Records shown:
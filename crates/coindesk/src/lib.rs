// SPDX-FileCopyrightText: 2025 Semiotic Labs
//
// SPDX-License-Identifier: Apache-2.0

//! CoinDesk Bitcoin Price Index API client
//!
//! This crate wraps the CoinDesk data API, which serves the current Bitcoin
//! Price Index (BPI), historical daily closing prices, and the list of
//! supported quote currencies. No API key is required.
//!
//! All operations are plain GET requests against a fixed base URL; responses
//! are bare JSON documents parsed against declared payload types. Input is
//! validated before any request is constructed: currencies are a closed enum
//! and date bounds must be well-formed `YYYY-MM-DD` strings.
//!
//! # Example
//!
//! ```no_run
//! use coindesk::{CoindeskClient, CoindeskConfig, SupportedCurrency};
//!
//! # async fn run() -> Result<(), coindesk::CoindeskError> {
//! let client = CoindeskClient::new(CoindeskConfig::default())?;
//!
//! let index = client.price_in_currency(SupportedCurrency::Eur).await?;
//! if let Some(info) = index.bpi.get("EUR") {
//!     println!("1 BTC = {} {}", info.rate, info.code);
//! }
//! # Ok(())
//! # }
//! ```

pub mod client;
pub mod types;

pub use client::{CoindeskClient, CoindeskConfig, CoindeskError};
pub use types::{
    CurrencyInfo, CurrentPriceInput, HistoricalPriceInput, HistoricalPriceResponse,
    PriceIndexResponse, PriceIndexTime, SupportedCurrenciesResponse, SupportedCurrency, TimePeriod,
};
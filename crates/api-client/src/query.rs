// SPDX-FileCopyrightText: 2025 Semiotic Labs
//
// SPDX-License-Identifier: Apache-2.0

//! Query-parameter encoding for request options
//!
//! The upstream services take all input as GET query parameters, with nested
//! objects flattened into dotted keys (`viewport.width`, `headers.X-Custom`).
//! [`QueryPairs`] builds that encoding explicitly: optional fields are
//! skipped when absent, boolean feature flags are emitted only when enabled,
//! and insertion order is preserved so requests are reproducible in tests.

use std::fmt::Display;

/// Ordered list of query key/value pairs
///
/// Feed the built pairs to `reqwest` via [`QueryPairs::as_slice`].
#[derive(Debug, Clone, Default, PartialEq, Eq)]
pub struct QueryPairs {
    pairs: Vec<(String, String)>,
}

impl QueryPairs {
    /// Create an empty pair list
    pub fn new() -> Self {
        Self::default()
    }

    /// Append a key/value pair
    pub fn push(&mut self, key: &str, value: impl Display) {
        self.pairs.push((key.to_string(), value.to_string()));
    }

    /// Append a key/value pair when the value is present, skip it otherwise
    pub fn push_opt(&mut self, key: &str, value: Option<impl Display>) {
        if let Some(value) = value {
            self.push(key, value);
        }
    }

    /// Append `key=true` when the flag is enabled, nothing otherwise
    pub fn push_flag(&mut self, key: &str, enabled: bool) {
        if enabled {
            self.push(key, "true");
        }
    }

    /// Append a nested field as a dotted key (`{prefix}.{key}`)
    pub fn push_nested(&mut self, prefix: &str, key: &str, value: impl Display) {
        self.pairs
            .push((format!("{prefix}.{key}"), value.to_string()));
    }

    /// Whether no pairs have been added
    pub fn is_empty(&self) -> bool {
        self.pairs.is_empty()
    }

    /// Number of pairs added so far
    pub fn len(&self) -> usize {
        self.pairs.len()
    }

    /// The built pairs, in insertion order
    pub fn as_slice(&self) -> &[(String, String)] {
        &self.pairs
    }
}
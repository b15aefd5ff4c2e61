// SPDX-FileCopyrightText: 2025 Semiotic Labs
//
// SPDX-License-Identifier: Apache-2.0

//! Concurrent fan-out over independent per-URL requests
//!
//! [`batch`] launches every per-URL future immediately, joins them all, and
//! maps each outcome to a [`BatchOutcome`] keyed by its input URL. One
//! request's failure never cancels or affects any other request, and the
//! returned sequence always has one entry per input URL in input order,
//! regardless of the order in which the underlying requests complete.

use futures::future::join_all;

/// Per-URL result of a batch operation
///
/// Exactly one `BatchOutcome` is produced for every input URL. Each variant
/// carries the URL it belongs to, so callers never need to correlate results
/// by position alone.
#[derive(Debug, Clone, PartialEq, Eq)]
pub enum BatchOutcome<T, E> {
    /// The request for this URL succeeded
    Success {
        /// The input URL this outcome belongs to
        url: String,
        /// The parsed payload returned for this URL
        data: T,
    },
    /// The request for this URL failed
    Failure {
        /// The input URL this outcome belongs to
        url: String,
        /// The typed error the request failed with
        error: E,
    },
}

impl<T, E> BatchOutcome<T, E> {
    /// The input URL this outcome belongs to
    pub fn url(&self) -> &str {
        match self {
            BatchOutcome::Success { url, .. } | BatchOutcome::Failure { url, .. } => url,
        }
    }

    /// Whether the request for this URL succeeded
    pub fn is_success(&self) -> bool {
        matches!(self, BatchOutcome::Success { .. })
    }

    /// Whether the request for this URL failed
    pub fn is_failure(&self) -> bool {
        matches!(self, BatchOutcome::Failure { .. })
    }

    /// The payload, when this outcome is a success
    pub fn data(&self) -> Option<&T> {
        match self {
            BatchOutcome::Success { data, .. } => Some(data),
            BatchOutcome::Failure { .. } => None,
        }
    }

    /// The error, when this outcome is a failure
    pub fn error(&self) -> Option<&E> {
        match self {
            BatchOutcome::Success { .. } => None,
            BatchOutcome::Failure { error, .. } => Some(error),
        }
    }
}

/// Issue `op` for every URL concurrently and collect per-URL outcomes
///
/// All futures are created up front and polled concurrently; there is no
/// concurrency cap. The result vector preserves input order, not completion
/// order.
pub async fn batch<T, E, F, Fut>(urls: Vec<String>, op: F) -> Vec<BatchOutcome<T, E>>
where
    F: Fn(String) -> Fut,
    Fut: Future<Output = Result<T, E>>,
{
    let tasks = urls.into_iter().map(|url| {
        let request = op(url.clone());
        async move {
            match request.await {
                Ok(data) => BatchOutcome::Success { url, data },
                Err(error) => BatchOutcome::Failure { url, error },
            }
        }
    });

    join_all(tasks).await
}
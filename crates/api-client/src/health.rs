// SPDX-FileCopyrightText: 2025 Semiotic Labs
//
// SPDX-License-Identifier: Apache-2.0

//! Health check types for API clients

use serde::{Deserialize, Serialize};

/// Health status of an API client
#[derive(Debug, Clone, PartialEq, Eq, Serialize, Deserialize)]
#[allow(missing_docs)]
pub enum HealthStatus {
    /// Service is healthy and operational
    Up,
    /// Service is degraded but still functional
    Degraded { reason: String },
    /// Service is down and not functional
    Down { reason: String },
}

impl HealthStatus {
    /// Check if this health status indicates the service is available
    pub fn is_available(&self) -> bool {
        matches!(self, HealthStatus::Up | HealthStatus::Degraded { .. })
    }

    /// Check if this health status indicates the service is completely down
    pub fn is_down(&self) -> bool {
        matches!(self, HealthStatus::Down { .. })
    }

    /// Get a human-readable description of the status
    pub fn description(&self) -> &str {
        match self {
            HealthStatus::Up => "Service is healthy",
            HealthStatus::Degraded { reason } | HealthStatus::Down { reason } => reason,
        }
    }
}
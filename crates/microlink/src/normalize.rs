// SPDX-FileCopyrightText: 2025 Semiotic Labs
//
// SPDX-License-Identifier: Apache-2.0

//! Two-tier response normalization
//!
//! Responses are first parsed against the full envelope schema. When that
//! fails, a relaxed fallback accepts the body anyway if it carries the two
//! mandatory envelope fields, `status` and `data`, rebuilding the envelope
//! from the individually-read fields. The fallback drops the `headers`
//! field. Only when both tiers fail does the call surface a schema error.
//!
//! Envelope semantics are enforced after parsing: an `error` status always
//! fails the call regardless of HTTP status code, and a `success` status
//! without data is a contract violation, not an empty success.

use serde_json::Value;

use crate::{
    error::MicrolinkError,
    types::{Envelope, Metadata, ResponseStatus},
};

/// Parse a response body into an envelope, strict tier first
pub(crate) fn parse_envelope(body: &str) -> Result<Envelope, MicrolinkError> {
    match serde_json::from_str::<Envelope>(body) {
        Ok(envelope) => Ok(envelope),
        Err(strict_error) => {
            let value: Value =
                serde_json::from_str(body).map_err(|e| MicrolinkError::InvalidResponse {
                    message: format!("response body is not valid JSON: {e}"),
                })?;

            relaxed_envelope(&value).ok_or_else(|| MicrolinkError::InvalidResponse {
                message: format!("response does not match the envelope contract: {strict_error}"),
            })
        }
    }
}

/// Relaxed tier: accept any object carrying both `status` and `data`
///
/// `headers` is dropped on this path; the other optional fields are read
/// individually and ignored when malformed.
fn relaxed_envelope(value: &Value) -> Option<Envelope> {
    let object = value.as_object()?;
    if !object.contains_key("status") || !object.contains_key("data") {
        return None;
    }

    let status: ResponseStatus = serde_json::from_value(object.get("status")?.clone()).ok()?;
    let data: Option<Metadata> = serde_json::from_value(object.get("data")?.clone()).ok()?;

    let message = object
        .get("message")
        .and_then(Value::as_str)
        .map(ToString::to_string);
    let status_code = object
        .get("statusCode")
        .and_then(Value::as_u64)
        .and_then(|code| u16::try_from(code).ok());
    let redirects = object
        .get("redirects")
        .cloned()
        .and_then(|v| serde_json::from_value(v).ok());

    Some(Envelope {
        status,
        data,
        message,
        status_code,
        redirects,
        headers: None,
    })
}

/// Apply the envelope's success/failure semantics
pub(crate) fn extract_data(envelope: Envelope) -> Result<Metadata, MicrolinkError> {
    if envelope.status == ResponseStatus::Error {
        let message = envelope
            .message
            .clone()
            .unwrap_or_else(|| "Unknown API error".to_string());
        let status_code = envelope.status_code;
        return Err(MicrolinkError::Api {
            message,
            status_code,
            response: Some(Box::new(envelope)),
        });
    }

    match envelope.data {
        Some(data) => Ok(data),
        None => Err(MicrolinkError::EmptySuccess {
            status_code: envelope.status_code,
        }),
    }
}

/// Full normalization pipeline: parse, then enforce envelope semantics
pub(crate) fn normalize(body: &str) -> Result<Metadata, MicrolinkError> {
    extract_data(parse_envelope(body)?)
}
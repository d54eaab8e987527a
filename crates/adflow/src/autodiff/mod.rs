//! Reverse-mode differentiation of recorded graphs.
//!
//! # Architecture
//!
//! ```text
//! J(f)(args)
//!   → forward execution, retaining values flagged for backward
//!   → Backpropagator tree (Primitive per node, Graph per call)
//! bprop(sens)
//!   → backward nodes recorded onto a fresh tape
//!       per-scope SensitivityMap, lazily materialized
//!       closure environment gradients unpacked in capture order
//!   → evaluated by the same scheduler
//! ```
//!
//! # Key Types
//!
//! - [`Value`]: tensors, tuples, functions, backpropagators and zero
//! - [`j`] / [`jinv`]: the transform and its inverse
//! - [`Backpropagator`]: reverse-mode closure of an executed graph
//! - [`GradStats`]: accumulators and zero fills of one backward pass

mod backprop;
pub(crate) mod forward;
mod rules;
mod sensitivity;
mod value;

pub use backprop::Backpropagator;
pub use sensitivity::GradStats;
pub use value::{BackpropFn, Function, Value, j, jinv};

pub(crate) use sensitivity::GradCounters;
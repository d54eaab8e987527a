//! Stride computation utilities.
//!
//! Uses column-major (Fortran) order, matching faer's default layout.

/// Compute column-major strides from shape.
///
/// For shape [d0, d1, d2, ...], returns strides [1, d0, d0*d1, ...].
///
/// # Examples
///
/// ```
/// use adflow::strides::compute_strides;
///
/// assert_eq!(compute_strides(&[3, 4, 5]), vec![1, 3, 12]);
/// assert_eq!(compute_strides(&[2, 3]), vec![1, 2]);
/// assert_eq!(compute_strides(&[5]), vec![1]);
/// assert_eq!(compute_strides(&[]), vec![]);
/// ```
pub fn compute_strides(shape: &[usize]) -> Vec<usize> {
    if shape.is_empty() {
        return vec![];
    }

    let mut strides = Vec::with_capacity(shape.len());
    let mut stride = 1;

    for &dim in shape.iter() {
        strides.push(stride);
        stride *= dim;
    }

    strides
}

/// Convert cartesian indices to linear index using column-major order.
///
/// # Arguments
///
/// * `indices` - Cartesian indices for each dimension
/// * `strides` - Strides for each dimension
///
/// # Returns
///
/// Linear index into the underlying storage.
#[inline]
pub fn cartesian_to_linear(indices: &[usize], strides: &[usize]) -> usize {
    indices
        .iter()
        .zip(strides.iter())
        .map(|(&idx, &stride)| idx * stride)
        .sum()
}

/// Convert linear index to cartesian indices using column-major order.
///
/// # Arguments
///
/// * `linear` - Linear index
/// * `shape` - Shape of the tensor
///
/// # Returns
///
/// Cartesian indices for each dimension.
pub fn linear_to_cartesian(mut linear: usize, shape: &[usize]) -> Vec<usize> {
    let mut indices = Vec::with_capacity(shape.len());

    for &dim in shape.iter() {
        indices.push(linear % dim);
        linear /= dim;
    }

    indices
}

/// Map a linear index of a broadcast result back to its source element.
///
/// Dimensions are aligned on the trailing side (numpy rules); source
/// dimensions of size 1 repeat along the target dimension.
///
/// # Examples
///
/// ```
/// use adflow::strides::{broadcast_source_index, compute_strides};
///
/// // [3] broadcast to [2, 3]: element (i, j) reads source j.
/// let src_strides = compute_strides(&[3]);
/// assert_eq!(broadcast_source_index(&[1, 2], &[3], &src_strides), 2);
/// ```
pub fn broadcast_source_index(
    target_index: &[usize],
    src_shape: &[usize],
    src_strides: &[usize],
) -> usize {
    let offset = target_index.len() - src_shape.len();
    src_shape
        .iter()
        .zip(src_strides.iter())
        .enumerate()
        .map(|(d, (&dim, &stride))| {
            if dim == 1 {
                0
            } else {
                target_index[offset + d] * stride
            }
        })
        .sum()
}

/// Total number of elements for a shape (a rank-0 shape holds one element).
#[inline]
pub fn numel(shape: &[usize]) -> usize {
    shape.iter().product::<usize>()
}

#[cfg(test)]
mod tests {
    use super::*;

    #[test]
    fn test_compute_strides_3d() {
        assert_eq!(compute_strides(&[3, 4, 5]), vec![1, 3, 12]);
    }

    #[test]
    fn test_compute_strides_2d() {
        assert_eq!(compute_strides(&[2, 3]), vec![1, 2]);
    }

    #[test]
    fn test_compute_strides_1d() {
        assert_eq!(compute_strides(&[5]), vec![1]);
    }

    #[test]
    fn test_compute_strides_empty() {
        assert_eq!(compute_strides(&[]), vec![]);
    }

    #[test]
    fn test_cartesian_to_linear() {
        let strides = compute_strides(&[3, 4, 5]);
        // For shape [3, 4, 5] with column-major:
        // index [i, j, k] -> i + 3*j + 12*k
        assert_eq!(cartesian_to_linear(&[0, 0, 0], &strides), 0);
        assert_eq!(cartesian_to_linear(&[1, 0, 0], &strides), 1);
        assert_eq!(cartesian_to_linear(&[0, 1, 0], &strides), 3);
        assert_eq!(cartesian_to_linear(&[0, 0, 1], &strides), 12);
        assert_eq!(
            cartesian_to_linear(&[2, 3, 4], &strides),
            2 + 3 * 3 + 4 * 12
        );
    }

    #[test]
    fn test_linear_to_cartesian() {
        let shape = [3, 4, 5];
        assert_eq!(linear_to_cartesian(0, &shape), vec![0, 0, 0]);
        assert_eq!(linear_to_cartesian(1, &shape), vec![1, 0, 0]);
        assert_eq!(linear_to_cartesian(3, &shape), vec![0, 1, 0]);
        assert_eq!(linear_to_cartesian(12, &shape), vec![0, 0, 1]);
    }

    #[test]
    fn test_roundtrip() {
        let shape = [3, 4, 5];
        let strides = compute_strides(&shape);
        let total: usize = shape.iter().product();

        for linear in 0..total {
            let cartesian = linear_to_cartesian(linear, &shape);
            let back = cartesian_to_linear(&cartesian, &strides);
            assert_eq!(linear, back);
        }
    }

    #[test]
    fn test_broadcast_source_index_leading_ones() {
        // [2, 1] broadcast to [2, 3]: element (i, j) reads source (i, 0).
        let src_shape = [2, 1];
        let src_strides = compute_strides(&src_shape);
        assert_eq!(broadcast_source_index(&[1, 2], &src_shape, &src_strides), 1);
        assert_eq!(broadcast_source_index(&[0, 2], &src_shape, &src_strides), 0);
    }

    #[test]
    fn test_broadcast_scalar() {
        let src_strides = compute_strides(&[]);
        assert_eq!(broadcast_source_index(&[4, 1], &[], &src_strides), 0);
    }

    #[test]
    fn test_numel() {
        assert_eq!(numel(&[2, 3, 4]), 24);
        assert_eq!(numel(&[]), 1);
        assert_eq!(numel(&[3, 0]), 0);
    }
}
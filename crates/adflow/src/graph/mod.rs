//! Lazy computation graph.
//!
//! - [`Variable`]: handle to one logical value.
//! - [`Node`]: one recorded operation with its backward retention flags.
//! - [`Tape`]: append-only recorder; closes evaluation [`Region`]s.
//! - [`Graph`]: a recorded function body (leaf function or closure).

mod function;
mod node;
mod tape;
mod variable;

pub use function::{Capture, Graph, GraphId, GraphKind};
pub use node::{Node, NodeId};
pub use tape::{Region, Tape};
pub use variable::{Origin, VarId, VarType, Variable};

Your instructions: The reply should hold only the lines from the top of the records through the line that has "parameters, with nested", each one exact.

Result of the task:
filename crates/coindesk/src/lib.rs
// SPDX-FileCopyrightText: 2025 Semiotic Labs
//
// SPDX-License-Identifier: Apache-2.0

//! CoinDesk Bitcoin Price Index API client
//!
//! This crate wraps the CoinDesk data API, which serves the current Bitcoin
//! Price Index (BPI), historical daily closing prices, and the list of
//! supported quote currencies. No API key is required.
//!
//! All operations are plain GET requests against a fixed base URL; responses
//! are bare JSON documents parsed against declared payload types. Input is
//! validated before any request is constructed: currencies are a closed enum
//! and date bounds must be well-formed `YYYY-MM-DD` strings.
//!
//! # Example
//!
//! ```no_run
//! use coindesk::{CoindeskClient, CoindeskConfig, SupportedCurrency};
//!
//! # async fn run() -> Result<(), coindesk::CoindeskError> {
//! let client = CoindeskClient::new(CoindeskConfig::default())?;
//!
//! let index = client.price_in_currency(SupportedCurrency::Eur).await?;
//! if let Some(info) = index.bpi.get("EUR") {
//!     println!("1 BTC = {} {}", info.rate, info.code);
//! }
//! # Ok(())
//! # }
//! ```

pub mod client;
pub mod types;

pub use client::{CoindeskClient, CoindeskConfig, CoindeskError};
pub use types::{
    CurrencyInfo, CurrentPriceInput, HistoricalPriceInput, HistoricalPriceResponse,
    PriceIndexResponse, PriceIndexTime, SupportedCurrenciesResponse, SupportedCurrency, TimePeriod,
};
filename crates/api-client/src/query.rs
// SPDX-FileCopyrightText: 2025 Semiotic Labs
//
// SPDX-License-Identifier: Apache-2.0

//! Query-parameter encoding for request options
//!
//! The upstream services take all input as GET query parameters, with nested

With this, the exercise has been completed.